Monopolar coagulation versus conventional endoscopic treatment for high-risk peptic ulcer bleeding: a prospective, randomized study.

BACKGROUND: Severe upper GI hemorrhage from an actively bleeding peptic ulcer is sometimes difficult to treat by conventional endoscopic means, such as multipolar electrocoagulation, heat probe coagulation, and injection therapy. It was hypothesized that monopolar coagulation with a "hot biopsy" forceps may be more effective in such cases. METHODS: A prospective, randomized trial was performed to assess the safety and short-term efficacy of monopolar coagulation versus conventional treatment (combination heat probe coagulation and injection therapy) in the treatment of patients with various types of actively bleeding or high-risk ulcers. RESULTS: Primary hemostasis was achieved in 54 of 56 actively bleeding patients in the monopolar coagulation group. In contrast, primary hemostasis was achieved in 33 of 43 patients in the control group (p = 0.003), with 8 of the remaining 10 being treated successfully by crossover monopolar coagulation. During 30-day follow-up, bleeding recurred in 6 patients in the conventional therapy group versus none in the monopolar coagulation group (p = 0.012). Post-endoscopy blood transfusion requirements were lower in the monopolar coagulation group.
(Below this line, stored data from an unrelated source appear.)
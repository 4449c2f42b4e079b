//! Lockfile-backed version resolution
//!
//! | Mode   | Entry present                     | Entry absent        |
//! |--------|-----------------------------------|---------------------|
//! | intent | latest (lockfile ignored)         | latest              |
//! | locked | locked version, drift reported    | latest, `updated`   |
//! | frozen | locked version, drift reported    | failure             |

use crate::error::{Error, Result};
use crate::types::{Lockfile, Mode, ResolutionRecord, lock_key};
use declarative::{Resolution, Source, VersionResolver};
use std::sync::{Mutex, PoisonError};

/// Resolve one package against a lockfile snapshot
pub fn resolve(
    mode: Mode,
    lockfile: &Lockfile,
    provider: &str,
    name: &str,
    latest: Option<&str>,
) -> Resolution {
    if mode == Mode::Intent {
        return Resolution::latest(latest);
    }

    let Some(locked) = lockfile.locked_version(provider, name) else {
        return match mode {
            Mode::Frozen => Resolution::failure(
                latest,
                format!(
                    "{} is not in the lockfile; frozen mode requires every package to be locked",
                    lock_key(provider, name)
                ),
            ),
            _ => Resolution {
                updated: true,
                ..Resolution::latest(latest)
            },
        };
    };

    let drifted = latest.is_some_and(|l| l != locked);
    if drifted {
        log::warn!(
            "{} is locked at {locked} but {} is available",
            lock_key(provider, name),
            latest.unwrap_or_default()
        );
    }

    Resolution {
        version: Some(locked.to_string()),
        source: if mode == Mode::Frozen {
            Source::Pinned
        } else {
            Source::Locked
        },
        locked: true,
        locked_version: Some(locked.to_string()),
        available_version: latest.map(str::to_string),
        drifted,
        ..Resolution::default()
    }
}

/// [`VersionResolver`] that consults a lockfile and records every decision
#[derive(Debug)]
pub struct LockResolver {
    mode: Mode,
    lockfile: Lockfile,
    records: Mutex<Vec<ResolutionRecord>>,
}

impl LockResolver {
    pub fn new(lockfile: Lockfile, mode: Mode) -> Self {
        Self {
            mode,
            lockfile,
            records: Mutex::new(Vec::new()),
        }
    }

    pub fn mode(&self) -> Mode {
        self.mode
    }

    pub fn lockfile(&self) -> &Lockfile {
        &self.lockfile
    }

    /// Every resolution made so far, in request order
    pub fn resolutions(&self) -> Vec<ResolutionRecord> {
        self.records
            .lock()
            .unwrap_or_else(PoisonError::into_inner)
            .clone()
    }

    pub fn failures(&self) -> Vec<ResolutionRecord> {
        self.resolutions()
            .into_iter()
            .filter(|r| r.resolution.failed)
            .collect()
    }

    /// Error out if any resolution could not be honoured
    pub fn ensure_resolved(&self) -> Result<()> {
        let failures: Vec<String> = self
            .failures()
            .iter()
            .map(|r| {
                r.resolution
                    .error
                    .clone()
                    .unwrap_or_else(|| format!("{} could not be resolved", r.key()))
            })
            .collect();
        if failures.is_empty() {
            Ok(())
        } else {
            Err(Error::Unresolved { failures })
        }
    }
}

impl VersionResolver for LockResolver {
    fn resolve(&self, provider: &str, name: &str, latest: Option<&str>) -> Resolution {
        let resolution = resolve(self.mode, &self.lockfile, provider, name, latest);
        log::debug!(
            "Resolved {} -> {:?} ({})",
            lock_key(provider, name),
            resolution.version,
            resolution.source
        );
        self.records
            .lock()
            .unwrap_or_else(PoisonError::into_inner)
            .push(ResolutionRecord {
                provider: provider.to_string(),
                name: name.to_string(),
                resolution: resolution.clone(),
            });
        resolution
    }
}
//! Structured before/after descriptions of a pending change

use serde::{Deserialize, Serialize};
use std::collections::BTreeMap;

/// Kind of change a diff describes
#[derive(Debug, Clone, Copy, Default, PartialEq, Eq, Hash, Serialize, Deserialize)]
#[serde(rename_all = "lowercase")]
pub enum DiffType {
    /// No change
    #[default]
    None,
    /// Something will be created
    Add,
    /// Something will be changed in place
    Modify,
    /// Something will be removed
    Remove,
}

impl DiffType {
    /// One-character marker used in plan output
    pub fn symbol(&self) -> char {
        match self {
            Self::None => ' ',
            Self::Add => '+',
            Self::Modify => '~',
            Self::Remove => '-',
        }
    }
}

/// A diff between current and desired state of one subject
#[derive(Debug, Clone, Default, PartialEq, Eq, Serialize, Deserialize)]
pub struct Diff {
    pub diff_type: DiffType,
    /// Subject kind, e.g. "formula", "symlink"
    pub kind: String,
    /// Subject name, e.g. "git", "~/.zshrc"
    pub name: String,
    pub old: Option<String>,
    pub new: Option<String>,
}

impl Diff {
    /// A diff describing no change
    pub fn none() -> Self {
        Self::default()
    }

    pub fn add(kind: impl Into<String>, name: impl Into<String>, new: Option<String>) -> Self {
        Self {
            diff_type: DiffType::Add,
            kind: kind.into(),
            name: name.into(),
            old: None,
            new,
        }
    }

    pub fn modify(
        kind: impl Into<String>,
        name: impl Into<String>,
        old: Option<String>,
        new: Option<String>,
    ) -> Self {
        Self {
            diff_type: DiffType::Modify,
            kind: kind.into(),
            name: name.into(),
            old,
            new,
        }
    }

    pub fn remove(kind: impl Into<String>, name: impl Into<String>, old: Option<String>) -> Self {
        Self {
            diff_type: DiffType::Remove,
            kind: kind.into(),
            name: name.into(),
            old,
            new: None,
        }
    }

    pub fn diff_type(&self) -> DiffType {
        self.diff_type
    }

    pub fn is_empty(&self) -> bool {
        self.diff_type == DiffType::None
    }

    /// Short "old → new" rendering for single-line output
    pub fn transition(&self) -> String {
        match (&self.old, &self.new) {
            (None, None) => String::new(),
            (None, Some(new)) => new.clone(),
            (Some(old), None) => format!("{old} → (none)"),
            (Some(old), Some(new)) => format!("{old} → {new}"),
        }
    }
}

/// Diff summary statistics
#[derive(Debug, Clone, Default, PartialEq, Eq)]
pub struct DiffSummary {
    pub additions: usize,
    pub modifications: usize,
    pub removals: usize,
}

impl DiffSummary {
    /// Create a summary from a list of diffs, ignoring empty ones
    pub fn from_diffs<'a>(diffs: impl IntoIterator<Item = &'a Diff>) -> Self {
        let mut summary = Self::default();
        for diff in diffs {
            match diff.diff_type {
                DiffType::Add => summary.additions += 1,
                DiffType::Modify => summary.modifications += 1,
                DiffType::Remove => summary.removals += 1,
                DiffType::None => {}
            }
        }
        summary
    }

    pub fn total(&self) -> usize {
        self.additions + self.modifications + self.removals
    }

    pub fn has_changes(&self) -> bool {
        self.total() > 0
    }
}

/// Group non-empty diffs by subject kind, in kind order
pub fn group_by_kind<'a>(
    diffs: impl IntoIterator<Item = &'a Diff>,
) -> BTreeMap<&'a str, Vec<&'a Diff>> {
    let mut groups: BTreeMap<&str, Vec<&Diff>> = BTreeMap::new();
    for diff in diffs.into_iter().filter(|d| !d.is_empty()) {
        groups.entry(diff.kind.as_str()).or_default().push(diff);
    }
    groups
}
//! Layered configuration
//!
//! Each file is parsed by extension (`.yaml`/`.yml`, `.toml`, `.json`) into a
//! JSON value, then merged in order: maps merge recursively, anything else in
//! a later file replaces the earlier value. Provider sections are handed to
//! the compiler untouched; the reserved sections below configure keel itself.

use anyhow::{Context, Result, bail};
use declarative::RawConfig;
use lockkit::Mode;
use policy::{OrgPolicy, Policy};
use serde::Deserialize;
use serde_json::Value;
use std::fs;
use std::path::{Path, PathBuf};

use crate::paths;

/// Top-level sections no provider may claim
pub const RESERVED_SECTIONS: [&str; 5] =
    ["lock", "policy", "org_policy", "policy_file", "org_policy_file"];

#[derive(Debug, Clone, Copy, PartialEq, Eq)]
pub enum Format {
    Yaml,
    Toml,
    Json,
}

impl Format {
    pub fn from_path(path: &Path) -> Result<Self> {
        match path.extension().and_then(|e| e.to_str()) {
            Some("yaml" | "yml") => Ok(Self::Yaml),
            Some("toml") => Ok(Self::Toml),
            Some("json") => Ok(Self::Json),
            Some(other) => bail!(
                "Unsupported config format '.{other}' for {} (expected .yaml, .toml or .json)",
                path.display()
            ),
            None => bail!("Config file {} has no extension", path.display()),
        }
    }

    pub fn parse(self, content: &str) -> Result<Value> {
        let value = match self {
            Self::Yaml => serde_yaml::from_str::<Value>(content)?,
            Self::Toml => toml::from_str::<Value>(content)?,
            Self::Json => serde_json::from_str::<Value>(content)?,
        };
        Ok(value)
    }
}

#[derive(Debug, Clone, Default, Deserialize)]
#[serde(default)]
pub struct LockSettings {
    pub mode: Option<Mode>,
}

/// Reserved sections, decoded
#[derive(Debug, Clone, Default, Deserialize)]
#[serde(default)]
pub struct Settings {
    pub lock: LockSettings,
    pub policy: Option<Policy>,
    pub org_policy: Option<OrgPolicy>,
    pub policy_file: Option<String>,
    pub org_policy_file: Option<String>,
}

#[derive(Debug, Clone)]
pub struct LoadedConfig {
    /// Files in merge order; the first one anchors the lockfile
    pub files: Vec<PathBuf>,
    pub raw: RawConfig,
    pub settings: Settings,
}

impl LoadedConfig {
    pub fn primary(&self) -> &Path {
        &self.files[0]
    }

    /// Directory relative paths in the configuration resolve against
    pub fn root(&self) -> PathBuf {
        self.primary()
            .parent()
            .filter(|p| !p.as_os_str().is_empty())
            .map_or_else(|| PathBuf::from("."), Path::to_path_buf)
    }

    /// Inline policy merged with `policy_file`, if any
    pub fn policy(&self) -> Result<Option<Policy>> {
        let mut sources = Vec::new();
        if let Some(inline) = &self.settings.policy {
            sources.push(inline.clone());
        }
        if let Some(file) = &self.settings.policy_file {
            let path = paths::resolve(file, &self.root());
            sources.push(Policy::load(&path)?);
        }
        Ok((!sources.is_empty()).then(|| Policy::merge(&sources)))
    }

    /// Inline org policy merged with `org_policy_file`, if any
    pub fn org_policy(&self) -> Result<Option<OrgPolicy>> {
        let mut sources = Vec::new();
        if let Some(inline) = &self.settings.org_policy {
            sources.push(inline.clone());
        }
        if let Some(file) = &self.settings.org_policy_file {
            let path = paths::resolve(file, &self.root());
            sources.push(OrgPolicy::load(&path)?);
        }
        Ok((!sources.is_empty()).then(|| OrgPolicy::merge(&sources)))
    }
}

/// Load and merge `files`, or the default config file when empty.
pub fn load(files: &[PathBuf]) -> Result<LoadedConfig> {
    let files = if files.is_empty() {
        vec![paths::default_config_file()?]
    } else {
        files.iter().map(|f| paths::expand(&f.to_string_lossy())).collect()
    };

    let mut merged = Value::Object(serde_json::Map::new());
    for file in &files {
        let layer = load_file(file)?;
        merge(&mut merged, layer);
        log::debug!("Merged config layer {}", file.display());
    }

    let settings = decode_settings(&merged)?;
    Ok(LoadedConfig {
        files,
        raw: RawConfig::new(merged),
        settings,
    })
}

fn load_file(path: &Path) -> Result<Value> {
    let format = Format::from_path(path)?;
    let content = fs::read_to_string(path)
        .with_context(|| format!("Could not read config {}", path.display()))?;
    if content.trim().is_empty() {
        return Ok(Value::Object(serde_json::Map::new()));
    }
    let value = format
        .parse(&content)
        .with_context(|| format!("Invalid config {}", path.display()))?;
    match value {
        Value::Object(_) => Ok(value),
        // A YAML document holding only comments parses as null
        Value::Null => Ok(Value::Object(serde_json::Map::new())),
        _ => bail!("Config {} must be a mapping at the top level", path.display()),
    }
}

fn decode_settings(merged: &Value) -> Result<Settings> {
    let mut reserved = serde_json::Map::new();
    for name in RESERVED_SECTIONS {
        if let Some(value) = merged.get(name).filter(|v| !v.is_null()) {
            reserved.insert(name.to_string(), value.clone());
        }
    }
    serde_json::from_value(Value::Object(reserved)).context("Invalid keel settings in config")
}

/// Deep-merge `layer` into `base`
pub fn merge(base: &mut Value, layer: Value) {
    match (base, layer) {
        (Value::Object(base), Value::Object(layer)) => {
            for (key, value) in layer {
                match base.get_mut(&key) {
                    Some(existing) => merge(existing, value),
                    None => {
                        base.insert(key, value);
                    }
                }
            }
        }
        (base, layer) => *base = layer,
    }
}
Mortality and surgery rates were zero in both groups. There was no procedure-related complication. CONCLUSIONS: This study demonstrated improved primary hemostasis and a reduced short-term rate of recurrent bleeding for patients with actively bleeding and high-risk non-bleeding peptic ulcers treated by monopolar coagulation. The complication rate associated with monopolar coagulation was low.[1]